The ascension of JDS Uniphase -- and Mr. Straus's celebrity -- picked up speed this week when the company announced its plans to acquire one of its chief
rivals, E-Tek Dynamics Inc. of San Jose, Calif.

Since merging a year ago to form a fibre-optics giant, JDS Uniphase has been moving at the pace of its own products -- the speed of light.

JDS has acquired six companies since September -- not including the planned purchase of E-Tek -- and is now considered to be the gorilla in its industry niche,
dominating the fibre-optic equipment sector in the way that Intel dominates the microprocessor industry.

Yet the 53-year-old Mr. Straus insists that he and JDS's other three co-founders never intended to create a billion-dollar giant when they founded JDS Fitel Inc. in
their Ottawa-area basements in 1981.

"I never really had that ambition," says Mr. Straus, who created the monster when he agreed one year ago to merge JDS Fitel of Nepean, Ont., with rival
Uniphase Corp. of San Jose, Calif. "We did not plan to build a billion-dollar company -- just to have fun."

In the savagely competitive technology industry, however, you either have to be predator or prey. "In order to succeed, you have to grow with the business," Mr.
Straus says. "If the business is there and the business grows, you have to maintain your market share or you'll get eaten by other sharks."

Mr. Straus admits he used to look out the window of his once-puny office and gaze at the nearby corporate headquarters of Gandalf Technologies Inc. -- a
technology industry star worth more than $100-million a year at the time -- and wonder whether his $8-million-a-year startup would ever grow to anywhere near
that size.

Gandalf has since hit corporate skid row and was sold to nearby Mitel Corp. for a paltry $14.9-million (U.S.) more than two years ago. JDS, on the other hand,
grew like a weed in a red-hot sector and then pulled off one of the industry's rare feats -- a successful merger.

Both JDS and its president are now stars. The newly merged company now dominates one of the industry's hottest spaces and its stock reflects its incredible
growth.

Known as an extremely conservative and even somewhat mysterious operation during its JDS Fitel days, the new company seems to have emerged from the
shadows and inherited some of the Silicon Valley savvy of its new partner. JDS executives now devote much more time communicating with investors, analysts
and reporters and spent much of this week explaining their $15-billion all-stock purchase this week of E-Tek.
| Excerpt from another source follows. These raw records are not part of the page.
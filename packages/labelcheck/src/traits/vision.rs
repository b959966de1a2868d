//! Vision model trait — the multimodal generation capability.
//!
//! The model is opaque to the pipeline: instruction text plus zero or more
//! images in, free-form text out. Implementations wrap specific providers
//! (Gemini, OpenAI, etc.) and nothing else; prompt content and response
//! parsing live in the pipeline, not here.

use async_trait::async_trait;

use crate::error::Result;
use crate::types::image::ProductImage;

/// Multimodal generation capability.
#[async_trait]
pub trait VisionModel: Send + Sync {
    /// Generate text from an instruction plus images, order preserved.
    ///
    /// An empty image list is a valid request: the model is expected to
    /// answer with its "not present" sentinels, not to fail locally.
    async fn generate(&self, instruction: &str, images: &[ProductImage]) -> Result<String>;

    /// Text-only generation (used by the analysis step over the finished
    /// structured record).
    async fn complete(&self, prompt: &str) -> Result<String> {
        self.generate(prompt, &[]).await
    }
}
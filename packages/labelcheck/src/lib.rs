//! Grocery Product Label Safety Library
//!
//! Given a product page URL from a supported grocery site (or a photo of a
//! product), this library fetches the product's gallery images, reads the
//! ingredient list and nutrition label off them with a multimodal model,
//! cross-references each ingredient against bundled toxicology reference
//! tables, and optionally pulls supporting web search results per
//! ingredient.
//!
//! # Design Philosophy
//!
//! - Capability seams (`VisionModel`, `GalleryScraper`, `WebSearcher`) are
//!   traits; the pipeline never names a concrete provider
//! - The extraction record accumulates additively through the stages and is
//!   serialized exactly once, at the boundary
//! - Absence is typed (`LabelField::Absent`), sentinels exist only in model
//!   prompts and serialized output
//! - Library handles mechanics, app handles transport
//!
//! # Usage
//!
//! ```rust,ignore
//! use std::sync::Arc;
//! use labelcheck::{ImageSource, Pipeline, PipelineConfig, ReferenceSet, SiteRouter};
//! use labelcheck::ai::GeminiVision;
//! use labelcheck::testing::MockVisionModel;
//! use labelcheck::MockWebSearcher;
//!
//! let tables = Arc::new(ReferenceSet::load_dir("reference-data")?);
//! let pipeline = Pipeline::new(
//!     GeminiVision::from_env()?,
//!     SiteRouter::new(),
//!     MockWebSearcher::new(),
//!     tables,
//!     PipelineConfig::default(),
//! );
//!
//! let source = ImageSource::Url("https://www.blinkit.com/prn/x/prid/12345".into());
//! let record = pipeline.run(&source).await?;
//! ```
//!
//! # Modules
//!
//! - [`traits`] - Core trait abstractions (VisionModel, GalleryScraper, WebSearcher)
//! - [`types`] - Record, image, and config types
//! - [`pipeline`] - The acquisition → extraction → classification → enrichment pipeline
//! - [`acquire`] - Image acquisition (URL galleries and local files)
//! - [`scrapers`] - Per-site gallery scraper implementations
//! - [`reference`] - Toxicology reference table loading and matching
//! - [`security`] - Credential handling
//! - [`testing`] - Mock implementations for testing

pub mod acquire;
pub mod error;
pub mod pipeline;
pub mod reference;
pub mod scrapers;
pub mod security;
pub mod testing;
pub mod traits;
pub mod types;

#[cfg(feature = "gemini")]
pub mod ai;

// Re-export core types at crate root
pub use error::{AcquireError, AnalysisError, Result};
pub use traits::{
    gallery::{GalleryScraper, MockGalleryScraper},
    searcher::{GoogleWebSearcher, MockWebSearcher, SearchResult, WebSearcher},
    vision::VisionModel,
};
pub use types::{
    config::PipelineConfig,
    image::ProductImage,
    record::{
        ExtractionRecord, LabelField, INGREDIENTS_ABSENT, NO_CLASSIFICATION, NUTRITION_ABSENT,
    },
};

// Re-export the pipeline and its stage functions
pub use pipeline::{
    analyze, classify, cross_reference, enrich, enrich_record, extract, parse_label_response,
    strip_code_fence, Pipeline, ANALYZE_PRODUCT_PROMPT, EXTRACT_LABEL_PROMPT,
};

// Re-export acquisition
pub use acquire::{acquire, find_profile, ImageFetcher, ImageSource, SiteProfile};

// Re-export scrapers
pub use scrapers::{BlinkitScraper, SiteRouter, ZeptoScraper};

// Re-export reference tables
pub use reference::{ReferenceRow, ReferenceSet, ReferenceTable};

// Re-export security
pub use security::{SearchCredentials, SecretString};

// Re-export testing utilities
pub use testing::{MockVisionModel, VisionCall};
//! HTTP front end for the labelcheck pipeline.
//!
//! Thin by intent: transport, configuration, and the response envelope live
//! here; everything about products, labels, and safety lives in `labelcheck`.

pub mod app;
pub mod config;
pub mod routes;

pub use app::{build_app, build_pipeline, AppPipeline, AppState, Searcher};
pub use config::Config;
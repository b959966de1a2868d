//! Gallery scraper trait — site-specific image URL discovery.
//!
//! Each supported grocery site keeps its DOM knowledge behind this seam;
//! the pipeline depends only on "product URL in, gallery image URLs out"
//! and never on a specific site's markup.

use async_trait::async_trait;
use std::collections::HashMap;
use std::sync::RwLock;
use url::Url;

use crate::error::AcquireResult;

/// Site-specific product-gallery discovery.
#[async_trait]
pub trait GalleryScraper: Send + Sync {
    /// Fetch the image URLs of the product page's gallery, in page order.
    ///
    /// Returned URLs are raw (pre-rewrite); the acquisition layer applies
    /// the site's high-resolution rewrite rules afterwards.
    async fn fetch_gallery_urls(&self, product_url: &Url) -> AcquireResult<Vec<Url>>;

    /// Scraper name for logging.
    fn name(&self) -> &str {
        "unknown"
    }
}

/// Mock gallery scraper for testing.
#[derive(Default)]
pub struct MockGalleryScraper {
    galleries: RwLock<HashMap<String, Vec<Url>>>,
}

impl MockGalleryScraper {
    /// Create a new mock scraper.
    pub fn new() -> Self {
        Self::default()
    }

    /// Script a gallery for a product URL.
    pub fn with_gallery(self, product_url: &str, image_urls: &[&str]) -> Self {
        let urls = image_urls
            .iter()
            .filter_map(|u| Url::parse(u).ok())
            .collect();
        self.galleries
            .write()
            .unwrap()
            .insert(product_url.to_string(), urls);
        self
    }
}

#[async_trait]
impl GalleryScraper for MockGalleryScraper {
    async fn fetch_gallery_urls(&self, product_url: &Url) -> AcquireResult<Vec<Url>> {
        Ok(self
            .galleries
            .read()
            .unwrap()
            .get(product_url.as_str())
            .cloned()
            .unwrap_or_default())
    }

    fn name(&self) -> &str {
        "mock"
    }
}

#[cfg(test)]
mod tests {
    use super::*;

    #[tokio::test]
    async fn test_mock_gallery_scraper() {
        let scraper = MockGalleryScraper::new().with_gallery(
            "https://blinkit.com/prn/ketchup/prid/436913",
            &[
                "https://cdn.example.com/1.jpg",
                "https://cdn.example.com/2.jpg",
            ],
        );

        let product = Url::parse("https://blinkit.com/prn/ketchup/prid/436913").unwrap();
        let urls = scraper.fetch_gallery_urls(&product).await.unwrap();
        assert_eq!(urls.len(), 2);
        assert_eq!(urls[0].as_str(), "https://cdn.example.com/1.jpg");
    }

    #[tokio::test]
    async fn test_unknown_product_yields_empty_gallery() {
        let scraper = MockGalleryScraper::new();
        let product = Url::parse("https://blinkit.com/prn/unknown/prid/1").unwrap();
        let urls = scraper.fetch_gallery_urls(&product).await.unwrap();
        assert!(urls.is_empty());
    }
}
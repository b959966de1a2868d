//! Error types for the Gemini client.

use thiserror::Error;

/// Result type for Gemini client operations.
pub type Result<T> = std::result::Result<T, GeminiError>;

/// Gemini client errors.
#[derive(Debug, Error)]
pub enum GeminiError {
    /// Configuration error (missing API key, invalid settings)
    #[error("Configuration error: {0}")]
    Config(String),

    /// Network error (connection failed, timeout)
    #[error("Network error: {0}")]
    Network(String),

    /// API error (non-2xx response, rate limit, invalid request)
    #[error("API error ({status}): {body}")]
    Api { status: u16, body: String },

    /// Parse error (invalid JSON, unexpected response format)
    #[error("Parse error: {0}")]
    Parse(String),

    /// The response contained no candidates or no text parts
    #[error("Empty response from model")]
    EmptyResponse,
}
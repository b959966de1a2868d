//! Image acquisition: product URL or local path → decoded images.
//!
//! Per-image fetch/decode failures are logged and dropped; zero acquired
//! images is a valid (if useless) result at this layer. The caller decides
//! whether an empty set is fatal.

pub mod sites;

use std::path::{Path, PathBuf};
use std::time::Duration;

use futures::future::join_all;
use tracing::{debug, warn};
use url::Url;

use crate::error::{AcquireError, AcquireResult};
use crate::traits::gallery::GalleryScraper;
use crate::types::image::ProductImage;

pub use sites::{find_profile, rewrite_hires, ParamRewrite, SiteProfile, SITES};

/// Where the product photographs come from.
#[derive(Debug, Clone)]
pub enum ImageSource {
    /// A grocery-site product page.
    Url(String),

    /// A user-supplied image file on disk.
    LocalPath(PathBuf),
}

impl ImageSource {
    /// Human-readable description for logs and error messages.
    pub fn describe(&self) -> String {
        match self {
            Self::Url(url) => url.clone(),
            Self::LocalPath(path) => path.display().to_string(),
        }
    }
}

/// Fetches and decodes gallery images over HTTP.
pub struct ImageFetcher {
    client: reqwest::Client,
}

impl ImageFetcher {
    /// Create a fetcher with the given per-request timeout.
    pub fn new(timeout_secs: u64) -> Self {
        Self {
            client: reqwest::Client::builder()
                .timeout(Duration::from_secs(timeout_secs))
                .user_agent("Mozilla/5.0 (Macintosh; Intel Mac OS X 10_15_7) AppleWebKit/537.36 (KHTML, like Gecko) Chrome/120.0.0.0 Safari/537.36")
                .build()
                .unwrap_or_default(),
        }
    }

    /// Fetch one image URL and decode it.
    pub async fn fetch_image(&self, url: &Url) -> AcquireResult<ProductImage> {
        debug!(url = %url, "fetching gallery image");
        let response = self.client.get(url.as_str()).send().await.map_err(|e| {
            if e.is_timeout() {
                AcquireError::Timeout {
                    url: url.to_string(),
                }
            } else {
                AcquireError::Http(Box::new(e))
            }
        })?;

        let status = response.status();
        if !status.is_success() {
            return Err(AcquireError::Http(
                format!("HTTP {} for {}", status, url).into(),
            ));
        }

        let bytes = response
            .bytes()
            .await
            .map_err(|e| AcquireError::Http(Box::new(e)))?;

        ProductImage::from_bytes(url.to_string(), bytes.to_vec()).map_err(|reason| {
            AcquireError::Decode {
                url: url.to_string(),
                reason,
            }
        })
    }
}

/// Acquire product images from a source.
///
/// URL sources: the gallery scraper yields raw image URLs, each rewritten to
/// its high-resolution form per the site registry, then fetched and decoded.
/// Local-path sources: the file is read and decoded as a single image.
pub async fn acquire(
    source: &ImageSource,
    scraper: &dyn GalleryScraper,
    fetcher: &ImageFetcher,
    max_images: usize,
) -> AcquireResult<Vec<ProductImage>> {
    match source {
        ImageSource::Url(raw) => {
            let product_url = Url::parse(raw).map_err(|_| AcquireError::InvalidUrl {
                url: raw.clone(),
            })?;

            let profile =
                find_profile(&product_url).ok_or_else(|| AcquireError::UnsupportedSite {
                    host: product_url.host_str().unwrap_or("").to_string(),
                })?;

            let gallery_urls = scraper.fetch_gallery_urls(&product_url).await?;
            debug!(
                site = profile.name,
                count = gallery_urls.len(),
                "gallery URLs discovered"
            );

            // Fetch the capped set concurrently; join_all keeps gallery order.
            let fetches = gallery_urls.iter().take(max_images).map(|image_url| {
                let hires = rewrite_hires(image_url, profile);
                async move {
                    match fetcher.fetch_image(&hires).await {
                        Ok(image) => Some(image),
                        Err(e) => {
                            // Degraded, not fatal: drop this image, keep the rest.
                            warn!(url = %hires, error = %e, "dropping gallery image");
                            None
                        }
                    }
                }
            });

            Ok(join_all(fetches).await.into_iter().flatten().collect())
        }
        ImageSource::LocalPath(path) => acquire_local(path).map(|img| vec![img]),
    }
}

fn acquire_local(path: &Path) -> AcquireResult<ProductImage> {
    let data = std::fs::read(path).map_err(|source| AcquireError::FileRead {
        path: path.display().to_string(),
        source,
    })?;
    ProductImage::from_bytes(path.display().to_string(), data).map_err(|reason| {
        AcquireError::Decode {
            url: path.display().to_string(),
            reason,
        }
    })
}

#[cfg(test)]
mod tests {
    use super::*;
    use crate::traits::gallery::MockGalleryScraper;

    #[tokio::test]
    async fn test_unsupported_site_is_an_error() {
        let scraper = MockGalleryScraper::new();
        let fetcher = ImageFetcher::new(5);
        let source = ImageSource::Url("https://groceries.example.com/item/1".to_string());

        let err = acquire(&source, &scraper, &fetcher, 10).await.unwrap_err();
        assert!(matches!(err, AcquireError::UnsupportedSite { .. }));
    }

    #[tokio::test]
    async fn test_invalid_url_is_an_error() {
        let scraper = MockGalleryScraper::new();
        let fetcher = ImageFetcher::new(5);
        let source = ImageSource::Url("not a url".to_string());

        let err = acquire(&source, &scraper, &fetcher, 10).await.unwrap_err();
        assert!(matches!(err, AcquireError::InvalidUrl { .. }));
    }

    #[tokio::test]
    async fn test_empty_gallery_is_not_an_error_here() {
        // Zero acquired images is valid at this layer; the pipeline decides.
        let scraper = MockGalleryScraper::new()
            .with_gallery("https://blinkit.com/prn/ketchup/prid/436913", &[]);
        let fetcher = ImageFetcher::new(5);
        let source = ImageSource::Url("https://blinkit.com/prn/ketchup/prid/436913".to_string());

        let images = acquire(&source, &scraper, &fetcher, 10).await.unwrap();
        assert!(images.is_empty());
    }

    #[tokio::test]
    async fn test_unreachable_gallery_images_drop_without_aborting() {
        // Both fetches fail fast with connection refused; the batch still
        // completes and yields an empty set instead of an error.
        let scraper = MockGalleryScraper::new().with_gallery(
            "https://blinkit.com/prn/ketchup/prid/436913",
            &[
                "http://127.0.0.1:1/a.jpg?w=480",
                "http://127.0.0.1:1/b.jpg?w=480",
            ],
        );
        let fetcher = ImageFetcher::new(5);
        let source = ImageSource::Url("https://blinkit.com/prn/ketchup/prid/436913".to_string());

        let images = acquire(&source, &scraper, &fetcher, 10).await.unwrap();
        assert!(images.is_empty());
    }

    #[tokio::test]
    async fn test_local_path_missing_file() {
        let scraper = MockGalleryScraper::new();
        let fetcher = ImageFetcher::new(5);
        let source = ImageSource::LocalPath(PathBuf::from("/nonexistent/image.png"));

        let err = acquire(&source, &scraper, &fetcher, 10).await.unwrap_err();
        assert!(matches!(err, AcquireError::FileRead { .. }));
    }

    #[tokio::test]
    async fn test_local_path_decodes_one_image() {
        let img = image::DynamicImage::new_rgb8(2, 2);
        let dir = std::env::temp_dir().join("labelcheck-acquire-test");
        std::fs::create_dir_all(&dir).unwrap();
        let path = dir.join("label.png");
        img.save(&path).unwrap();

        let scraper = MockGalleryScraper::new();
        let fetcher = ImageFetcher::new(5);
        let source = ImageSource::LocalPath(path.clone());

        let images = acquire(&source, &scraper, &fetcher, 10).await.unwrap();
        assert_eq!(images.len(), 1);
        assert_eq!(images[0].dimensions(), (2, 2));

        std::fs::remove_file(path).ok();
    }
}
But Mr. Straus is by no means your stereotypical introverted tech geek. He comes armed with watches on both wrists, a slightly off-the-wall sense of humour
and a joyful, capricious nature. When asked about the key to the company's success, for example, he says something about keeping volcanoes clean, one of his
frequent references to Antoine de Saint-Exup‚ry's classic The Little Prince.

And despite his avowed shyness, Mr. Straus can be quite a showman. When handed a stage, as he is at the company's annual general meeting, the PhD physics
graduate can be extremely funny and seems to relish his time in the spotlight.

Analysts and investors, meanwhile, don't care much what Mr. Straus and his colleagues do -- as long as they keep doing it. Despite a $7.50 (Canadian) or
2.2-per-cent tumble yesterday on the Toronto Stock Exchange, the company's share price has still jumped more than 53-fold in less than two years.

Although its merger with Uniphase has left it only about half-Canadian, JDS is seen as the country's fastest-growing -- perhaps even best -- technology company.
Unlike the companies behind many high-flying tech stocks, analysts agree that JDS is the real deal -- no dot-com fluke or trick of the light, but a reflection of an
excellent company, with excellent products in an excellent market.

The big question now is not whether it's a great company -- but how great. Many analysts now say JDS should be seen as the dominant player in a lucrative
market, similar to Intel Corp. in semicondutors or Microsoft Corp. in software. Mr. Straus says he can't even think that way. "Those aren't my words or Kevin
[Kalkhoven, CEO]'s words," he says. "I prefer not to even come close to saying that.

"Success in high-tech is only as good as your last quarter," he says. "Nobody has a monopoly on success. Nobody has a monopoly on brains."